The conversation dwindled into silence for the next couple of minutes.
The biggie. The elephant in Chad Jenkins' living room. The invisible elephant on the coffee table, occupying a lot of space right next to the tray of sliced cheese and pretzels that Missy had brought in. The real reason why six up-timers were having this meeting without bringing any down-timers into it this evening.
The choice of a permanent state capital for the State of Thuringia-Franconia.
Nobody ever voted for Grantville to be the capital. It happened by default, right after the Ring of Fire, when the SoTF was still the New United States, and the NUS was a half-dozen little towns and principalities in south central Thuringia. A long time before it had turned into a province of the USE with nearly a million people.
The congress of the SoTF, in its collective wisdom, had passed a bill to put the issue on the ballot in the next election.
The problem of a permanent capital had been stewing around for a while. The candidates would be Grantville, Weimar, Erfurt, Würzburg, and Bamberg. Suhl had been nominated, but the city council declined. A suspicion existed that the gun makers of Suhl really didn't want all that many resident bureaucrats looking over their shoulders.
Of course, Suhl would have had the same main problem that Grantville did. Because of the geography of the place, it really didn't have a lot of room to grow, if the state capital started to become a big city. Grantville had maybe twenty thousand people in it now, give or take the ones who were moving in or out almost every day. It wasn't ever going to have more, because the narrow valley of Buffalo Creek and the shale slate rock of the hills that went close to straight up from the flood plain meant there wasn't any place to put them. They could spill over the edges of the Ring of course, and they did. Grantville had suburbs, now. But by the time folks were living halfway to Rudolstadt or Saalfeld or Badenburg,, they weren't really in Grantville.
So something was on the mind of everyone in the room. Uppermost on the mind of Henry Dreeson, who had called the meeting in the first place. How were the up-timers—mainly the ones who still lived in town, but maybe some of the ones who were off in places like Magdeburg or Swabia—going to react if Grantville didn't win this vote? They started to scope out ways to handle it. All the possible reactions there might be, from "those ingrates, after all we've done for them" right up to "man the barricades, boys—the barbarians are coming."

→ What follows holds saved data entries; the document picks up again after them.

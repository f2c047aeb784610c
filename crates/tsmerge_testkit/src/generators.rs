//! Property-based test generators using proptest.
//!
//! Provides strategies for generating data file names, deletions and
//! identifiers that keep the invariants the engine relies on.

use crate::fixtures::test_key;
use proptest::prelude::*;
use tsmerge_core::{CompactionCheckpoint, Deletion, FileIdentifier, TsFileName};

/// Strategy for structured data file names.
pub fn ts_file_name_strategy() -> impl Strategy<Value = TsFileName> {
    (0u64..10_000, 0u64..10_000, 0u32..8, 0u32..4).prop_map(
        |(timestamp, version, inner_level, cross_level)| TsFileName {
            timestamp,
            version,
            inner_level,
            cross_level,
        },
    )
}

/// Strategy for identifiers in the test registry.
pub fn file_identifier_strategy() -> impl Strategy<Value = FileIdentifier> {
    ts_file_name_strategy().prop_map(|n| FileIdentifier::new(&test_key(), n.to_string()))
}

/// Strategy for series paths, which may contain commas.
pub fn series_path_strategy() -> impl Strategy<Value = String> {
    prop::string::string_regex("root\\.sg\\.[a-z][a-z0-9,]{0,15}\\.s[0-9]{1,2}")
        .expect("Invalid regex")
}

/// Strategy for deletions with a non-inverted time range.
pub fn deletion_strategy() -> impl Strategy<Value = Deletion> {
    (series_path_strategy(), any::<u64>(), any::<i32>(), 0i64..1_000_000).prop_map(
        |(path, offset, start, span)| Deletion::new(path, offset, i64::from(start), i64::from(start) + span),
    )
}

/// Strategy for a ledger's worth of deletions.
pub fn ledger_strategy(max: usize) -> impl Strategy<Value = Vec<Deletion>> {
    prop::collection::vec(deletion_strategy(), 0..=max)
}

/// Strategy for adjacent level-0 source names, oldest first.
pub fn source_run_strategy(max: usize) -> impl Strategy<Value = Vec<String>> {
    (2..=max.max(2), 1u64..1_000).prop_map(|(len, first)| {
        (0..len as u64)
            .map(|i| format!("{}-{}-0-0.tsfile", first + i, first + i))
            .collect()
    })
}

/// Strategy for a checkpoint of a task over `sources` files.
pub fn checkpoint_strategy(sources: usize) -> impl Strategy<Value = CompactionCheckpoint> {
    prop::sample::select(CompactionCheckpoint::sequence(sources))
}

"What, exactly, do they want?" Annabelle Piazza stood in her kitchen, holding a piece of paper against the wall next to the phone while she tried to scribble notes with a worn-down pencil.
"I thought I'd better call Ed at home," Henry Dreeson repeated for the third time. "I wasn't sure that it's really SoTF state business and I know he's trying to keep civil service and politics separate. Which is good and right, I suppose, but pretty hard to do when a man has to get elected. Anyway, what I think it amounts to is that Wes Jenkins and Harlan Stull think it would do the Fourth of July Party some good in Buchenland County in these upcoming elections for me to come over on a politicking trip some time this fall. Buchenland County—that's what we used to call Fulda. Because they're having some fallout from this Ram Rebellion that's going on down in Franconia and all. I'll call Joe, too, since Harlan's his nephew. And Chad, since Wes is his brother. Maybe they've heard something about what's up."
"I'll pass it on. It could be legitimate SoTF business though, it sounds like. So maybe you should call him at the office."
"Seems to me more like Fourth of July Party business. I can't go anyway, of course. Ronnie's still among the missing and I can't go haring off and leave Annalise to watch over the rest of Gretchen's orphans all by herself. Not even with a cook and a sort of nanny in the house. There has to be somebody who's in charge. Gretchen's had more than a year to organize the Committee of Correspondence in Amsterdam. You'd think that she'd be getting herself organized by now and come home and take care of those kids. Especially with Ronnie still down in Bavaria, somewhere, as far as we know. The shooting war's been over for nearly three months. Why's Gretchen still in Amsterdam, anyhow? But maybe somebody else could go over to Fulda. Can you ask Ed that, to do me a favor?"
He was about to put down the phone, when the doorbell rang. Annabelle was saying something about Ronnie and Mary Simpson, though, so he kept hold of the receiver. "Annalise," he called. "Can you answer that?"
She came scurrying from somewhere at the back of the house, opened the door, and stood there talking for a couple of minutes to someone outside. Just as he finished up with Annabelle, she turned back into the front hall leading by the hand another girl who looked so much like her that she could have been her sister. "It's my cousin Dorothea and her fiancé. From Grafenwöhr. Oma sent them here so they can get married. She's Catholic. He's not. They can't get married in the Upper Palatinate. They've been on the road ever since Oma got kidnapped."